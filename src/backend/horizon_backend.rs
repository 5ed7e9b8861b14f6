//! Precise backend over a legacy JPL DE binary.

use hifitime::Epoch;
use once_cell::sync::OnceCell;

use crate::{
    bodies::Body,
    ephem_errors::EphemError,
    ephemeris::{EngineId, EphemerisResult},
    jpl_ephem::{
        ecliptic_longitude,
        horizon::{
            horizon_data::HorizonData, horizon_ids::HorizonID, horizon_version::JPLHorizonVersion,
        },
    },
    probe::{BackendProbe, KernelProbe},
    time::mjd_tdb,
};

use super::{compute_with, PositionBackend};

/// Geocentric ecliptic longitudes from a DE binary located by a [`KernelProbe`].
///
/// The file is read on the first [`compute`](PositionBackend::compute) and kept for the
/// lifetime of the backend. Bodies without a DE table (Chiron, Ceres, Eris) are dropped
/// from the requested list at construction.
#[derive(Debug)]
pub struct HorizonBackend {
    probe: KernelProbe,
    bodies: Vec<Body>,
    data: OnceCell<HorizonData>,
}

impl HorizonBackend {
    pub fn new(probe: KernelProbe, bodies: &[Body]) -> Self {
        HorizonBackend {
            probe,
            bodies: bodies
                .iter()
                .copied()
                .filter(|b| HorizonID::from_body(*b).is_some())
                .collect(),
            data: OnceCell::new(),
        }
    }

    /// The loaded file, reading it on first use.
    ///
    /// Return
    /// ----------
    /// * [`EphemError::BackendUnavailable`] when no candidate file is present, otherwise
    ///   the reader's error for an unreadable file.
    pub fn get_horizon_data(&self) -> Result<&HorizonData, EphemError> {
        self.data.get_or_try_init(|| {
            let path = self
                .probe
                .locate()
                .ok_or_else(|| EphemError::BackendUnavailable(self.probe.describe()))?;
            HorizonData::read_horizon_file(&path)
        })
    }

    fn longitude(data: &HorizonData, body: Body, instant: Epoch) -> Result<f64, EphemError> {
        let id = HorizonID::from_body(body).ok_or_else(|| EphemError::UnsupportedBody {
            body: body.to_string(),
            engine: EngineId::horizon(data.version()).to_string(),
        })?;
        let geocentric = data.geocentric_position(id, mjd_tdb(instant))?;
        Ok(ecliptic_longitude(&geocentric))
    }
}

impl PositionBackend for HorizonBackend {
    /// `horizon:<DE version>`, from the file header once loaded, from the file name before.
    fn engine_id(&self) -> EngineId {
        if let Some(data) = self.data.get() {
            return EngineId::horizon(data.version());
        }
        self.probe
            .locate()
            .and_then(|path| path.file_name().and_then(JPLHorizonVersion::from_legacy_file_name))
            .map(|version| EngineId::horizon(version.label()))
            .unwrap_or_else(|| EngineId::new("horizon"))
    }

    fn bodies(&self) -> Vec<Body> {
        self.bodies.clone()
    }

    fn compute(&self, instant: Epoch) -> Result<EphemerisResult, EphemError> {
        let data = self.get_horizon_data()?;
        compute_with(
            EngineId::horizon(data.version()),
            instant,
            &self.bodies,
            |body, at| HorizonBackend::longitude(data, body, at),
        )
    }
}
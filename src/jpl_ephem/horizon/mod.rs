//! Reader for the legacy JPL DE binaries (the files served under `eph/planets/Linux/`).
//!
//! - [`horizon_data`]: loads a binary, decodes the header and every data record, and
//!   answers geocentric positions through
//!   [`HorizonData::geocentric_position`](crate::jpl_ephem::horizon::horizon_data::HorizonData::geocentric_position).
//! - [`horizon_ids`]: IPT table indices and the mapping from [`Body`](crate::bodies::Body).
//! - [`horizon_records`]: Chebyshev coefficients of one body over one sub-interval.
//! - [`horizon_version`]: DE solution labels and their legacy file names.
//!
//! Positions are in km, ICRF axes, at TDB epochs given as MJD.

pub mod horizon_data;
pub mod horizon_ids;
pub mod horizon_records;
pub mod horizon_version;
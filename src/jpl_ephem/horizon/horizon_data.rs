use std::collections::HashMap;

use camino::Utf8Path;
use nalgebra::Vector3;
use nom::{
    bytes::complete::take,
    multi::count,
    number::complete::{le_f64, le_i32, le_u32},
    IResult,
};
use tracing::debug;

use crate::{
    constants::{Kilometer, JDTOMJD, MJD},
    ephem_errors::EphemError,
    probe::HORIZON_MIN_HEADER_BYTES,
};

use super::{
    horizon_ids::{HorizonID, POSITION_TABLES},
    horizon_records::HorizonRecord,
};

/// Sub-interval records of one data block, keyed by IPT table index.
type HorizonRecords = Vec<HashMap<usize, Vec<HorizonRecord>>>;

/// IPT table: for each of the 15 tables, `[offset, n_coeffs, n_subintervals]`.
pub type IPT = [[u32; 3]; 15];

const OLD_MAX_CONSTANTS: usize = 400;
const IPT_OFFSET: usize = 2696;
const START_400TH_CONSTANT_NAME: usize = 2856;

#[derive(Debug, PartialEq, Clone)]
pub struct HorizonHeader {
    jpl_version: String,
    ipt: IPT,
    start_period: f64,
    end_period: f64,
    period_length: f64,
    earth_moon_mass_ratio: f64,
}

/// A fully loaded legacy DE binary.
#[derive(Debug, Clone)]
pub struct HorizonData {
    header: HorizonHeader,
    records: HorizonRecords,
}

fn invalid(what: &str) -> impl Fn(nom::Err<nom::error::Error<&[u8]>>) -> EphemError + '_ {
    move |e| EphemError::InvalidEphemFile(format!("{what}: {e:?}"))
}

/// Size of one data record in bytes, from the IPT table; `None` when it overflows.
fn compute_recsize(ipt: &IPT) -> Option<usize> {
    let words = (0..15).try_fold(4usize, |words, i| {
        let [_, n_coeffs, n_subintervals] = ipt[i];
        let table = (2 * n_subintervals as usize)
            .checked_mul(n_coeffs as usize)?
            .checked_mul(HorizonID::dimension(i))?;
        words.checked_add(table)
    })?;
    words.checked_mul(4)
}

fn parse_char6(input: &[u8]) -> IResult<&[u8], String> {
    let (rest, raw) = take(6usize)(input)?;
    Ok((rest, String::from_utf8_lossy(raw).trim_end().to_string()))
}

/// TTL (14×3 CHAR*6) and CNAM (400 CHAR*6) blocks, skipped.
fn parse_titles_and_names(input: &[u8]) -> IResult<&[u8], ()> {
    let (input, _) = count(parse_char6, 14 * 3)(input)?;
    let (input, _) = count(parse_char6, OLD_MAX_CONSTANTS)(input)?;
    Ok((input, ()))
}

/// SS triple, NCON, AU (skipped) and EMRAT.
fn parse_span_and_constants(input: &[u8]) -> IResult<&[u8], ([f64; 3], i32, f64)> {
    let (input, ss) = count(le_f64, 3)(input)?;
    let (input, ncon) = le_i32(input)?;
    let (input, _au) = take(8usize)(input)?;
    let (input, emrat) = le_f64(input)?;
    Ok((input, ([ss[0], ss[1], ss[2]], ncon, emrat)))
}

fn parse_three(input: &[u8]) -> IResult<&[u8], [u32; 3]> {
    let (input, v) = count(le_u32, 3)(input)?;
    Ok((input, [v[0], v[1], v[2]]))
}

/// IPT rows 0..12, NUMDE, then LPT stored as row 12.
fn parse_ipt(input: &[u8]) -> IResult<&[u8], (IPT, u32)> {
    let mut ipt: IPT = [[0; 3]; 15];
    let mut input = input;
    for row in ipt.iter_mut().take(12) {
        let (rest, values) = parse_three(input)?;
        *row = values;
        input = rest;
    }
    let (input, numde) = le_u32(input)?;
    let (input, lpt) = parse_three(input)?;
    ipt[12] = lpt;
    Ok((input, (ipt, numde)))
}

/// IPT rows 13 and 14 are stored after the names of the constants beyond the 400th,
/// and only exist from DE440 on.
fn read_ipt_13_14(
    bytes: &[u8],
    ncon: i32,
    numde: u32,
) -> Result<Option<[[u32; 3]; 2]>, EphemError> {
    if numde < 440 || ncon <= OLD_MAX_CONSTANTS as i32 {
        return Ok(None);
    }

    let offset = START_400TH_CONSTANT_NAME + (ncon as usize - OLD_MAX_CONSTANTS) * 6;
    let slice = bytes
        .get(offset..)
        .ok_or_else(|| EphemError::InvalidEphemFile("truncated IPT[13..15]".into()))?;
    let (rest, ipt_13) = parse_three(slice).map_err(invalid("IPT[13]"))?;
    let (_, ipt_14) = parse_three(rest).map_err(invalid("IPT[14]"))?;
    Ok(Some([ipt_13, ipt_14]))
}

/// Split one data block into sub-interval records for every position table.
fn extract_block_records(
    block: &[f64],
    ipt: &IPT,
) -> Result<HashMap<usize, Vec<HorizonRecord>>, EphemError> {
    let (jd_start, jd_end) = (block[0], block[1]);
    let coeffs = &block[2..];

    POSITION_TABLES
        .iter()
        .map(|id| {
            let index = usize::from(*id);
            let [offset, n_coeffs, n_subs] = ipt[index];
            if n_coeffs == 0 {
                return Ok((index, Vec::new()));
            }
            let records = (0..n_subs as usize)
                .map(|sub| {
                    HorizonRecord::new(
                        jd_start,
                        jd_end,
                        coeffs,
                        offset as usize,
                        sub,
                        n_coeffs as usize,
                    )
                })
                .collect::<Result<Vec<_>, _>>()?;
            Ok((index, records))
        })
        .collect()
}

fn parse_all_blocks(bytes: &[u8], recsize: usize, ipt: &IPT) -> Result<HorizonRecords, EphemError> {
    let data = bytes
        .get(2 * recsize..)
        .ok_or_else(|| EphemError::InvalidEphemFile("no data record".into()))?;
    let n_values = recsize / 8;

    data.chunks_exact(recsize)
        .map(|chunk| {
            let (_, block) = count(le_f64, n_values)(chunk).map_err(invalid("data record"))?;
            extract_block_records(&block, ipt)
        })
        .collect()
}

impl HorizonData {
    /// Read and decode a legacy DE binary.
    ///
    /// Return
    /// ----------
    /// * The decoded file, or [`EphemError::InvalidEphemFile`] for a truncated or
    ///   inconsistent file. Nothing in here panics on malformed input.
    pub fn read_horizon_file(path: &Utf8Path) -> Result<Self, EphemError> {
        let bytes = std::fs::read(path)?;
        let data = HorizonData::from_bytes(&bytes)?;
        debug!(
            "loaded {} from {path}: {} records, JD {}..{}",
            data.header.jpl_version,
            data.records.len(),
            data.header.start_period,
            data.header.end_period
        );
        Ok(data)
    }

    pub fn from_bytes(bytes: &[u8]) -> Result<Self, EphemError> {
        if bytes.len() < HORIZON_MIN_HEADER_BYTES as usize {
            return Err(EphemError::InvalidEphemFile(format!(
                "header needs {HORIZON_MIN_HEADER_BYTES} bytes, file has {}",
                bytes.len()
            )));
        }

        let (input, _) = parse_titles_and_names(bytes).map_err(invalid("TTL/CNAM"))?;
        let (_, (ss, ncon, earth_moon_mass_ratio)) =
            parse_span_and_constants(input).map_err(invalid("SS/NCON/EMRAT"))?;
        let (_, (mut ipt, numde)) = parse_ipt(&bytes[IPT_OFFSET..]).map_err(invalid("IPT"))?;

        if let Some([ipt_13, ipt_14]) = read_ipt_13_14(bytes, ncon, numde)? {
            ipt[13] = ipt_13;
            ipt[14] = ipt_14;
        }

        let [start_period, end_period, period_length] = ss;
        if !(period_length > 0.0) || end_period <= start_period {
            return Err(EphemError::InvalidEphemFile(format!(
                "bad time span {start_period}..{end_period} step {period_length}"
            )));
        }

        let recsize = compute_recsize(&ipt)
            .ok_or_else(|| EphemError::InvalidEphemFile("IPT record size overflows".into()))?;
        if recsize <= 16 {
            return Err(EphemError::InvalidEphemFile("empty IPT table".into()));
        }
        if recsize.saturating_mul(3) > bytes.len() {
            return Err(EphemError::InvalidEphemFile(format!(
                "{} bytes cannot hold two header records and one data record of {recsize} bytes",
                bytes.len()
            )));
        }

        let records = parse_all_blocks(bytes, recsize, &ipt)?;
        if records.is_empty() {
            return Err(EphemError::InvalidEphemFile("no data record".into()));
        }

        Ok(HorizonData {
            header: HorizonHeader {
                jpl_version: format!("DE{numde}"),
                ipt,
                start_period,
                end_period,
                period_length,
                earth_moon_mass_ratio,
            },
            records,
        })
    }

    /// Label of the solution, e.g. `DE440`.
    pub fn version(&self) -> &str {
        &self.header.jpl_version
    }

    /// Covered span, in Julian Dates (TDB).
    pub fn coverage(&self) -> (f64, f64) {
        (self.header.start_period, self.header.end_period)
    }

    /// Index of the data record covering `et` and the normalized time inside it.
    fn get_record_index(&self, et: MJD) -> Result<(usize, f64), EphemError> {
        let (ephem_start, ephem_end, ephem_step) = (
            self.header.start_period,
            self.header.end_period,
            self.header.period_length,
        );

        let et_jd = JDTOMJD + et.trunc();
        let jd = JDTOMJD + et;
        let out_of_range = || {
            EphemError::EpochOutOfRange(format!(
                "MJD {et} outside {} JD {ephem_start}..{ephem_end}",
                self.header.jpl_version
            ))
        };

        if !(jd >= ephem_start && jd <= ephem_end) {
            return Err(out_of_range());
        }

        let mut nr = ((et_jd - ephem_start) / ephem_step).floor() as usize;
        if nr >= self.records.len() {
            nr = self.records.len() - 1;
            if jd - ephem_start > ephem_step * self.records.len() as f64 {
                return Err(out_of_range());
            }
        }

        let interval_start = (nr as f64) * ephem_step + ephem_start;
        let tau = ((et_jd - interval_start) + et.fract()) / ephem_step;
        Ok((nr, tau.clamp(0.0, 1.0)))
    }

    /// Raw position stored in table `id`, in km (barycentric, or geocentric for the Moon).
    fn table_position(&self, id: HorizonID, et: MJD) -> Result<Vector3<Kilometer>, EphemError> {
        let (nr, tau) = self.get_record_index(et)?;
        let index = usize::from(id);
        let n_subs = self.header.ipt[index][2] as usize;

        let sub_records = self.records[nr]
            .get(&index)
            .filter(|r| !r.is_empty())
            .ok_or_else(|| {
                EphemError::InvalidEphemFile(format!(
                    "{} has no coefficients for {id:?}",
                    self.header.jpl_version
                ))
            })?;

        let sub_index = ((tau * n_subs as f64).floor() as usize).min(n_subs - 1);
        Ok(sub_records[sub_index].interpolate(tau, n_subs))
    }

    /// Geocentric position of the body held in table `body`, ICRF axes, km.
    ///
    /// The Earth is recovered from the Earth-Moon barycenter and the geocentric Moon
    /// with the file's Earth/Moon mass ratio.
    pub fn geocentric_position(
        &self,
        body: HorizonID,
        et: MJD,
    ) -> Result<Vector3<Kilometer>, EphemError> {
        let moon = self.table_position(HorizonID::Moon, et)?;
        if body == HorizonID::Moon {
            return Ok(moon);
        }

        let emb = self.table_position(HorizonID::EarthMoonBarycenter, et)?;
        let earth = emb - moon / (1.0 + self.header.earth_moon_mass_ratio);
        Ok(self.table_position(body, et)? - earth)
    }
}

• Goal of the exercise
In the material above, find the line containing "IPT table index." and the line containing "const OLD_MAX_CONSTANTS: usize = 400;", then write out exactly those two lines and every line between them, and nothing more.

• Written response
/// Sub-interval records of one data block, keyed by IPT table index.
type HorizonRecords = Vec<HashMap<usize, Vec<HorizonRecord>>>;

/// IPT table: for each of the 15 tables, `[offset, n_coeffs, n_subintervals]`.
pub type IPT = [[u32; 3]; 15];

const OLD_MAX_CONSTANTS: usize = 400;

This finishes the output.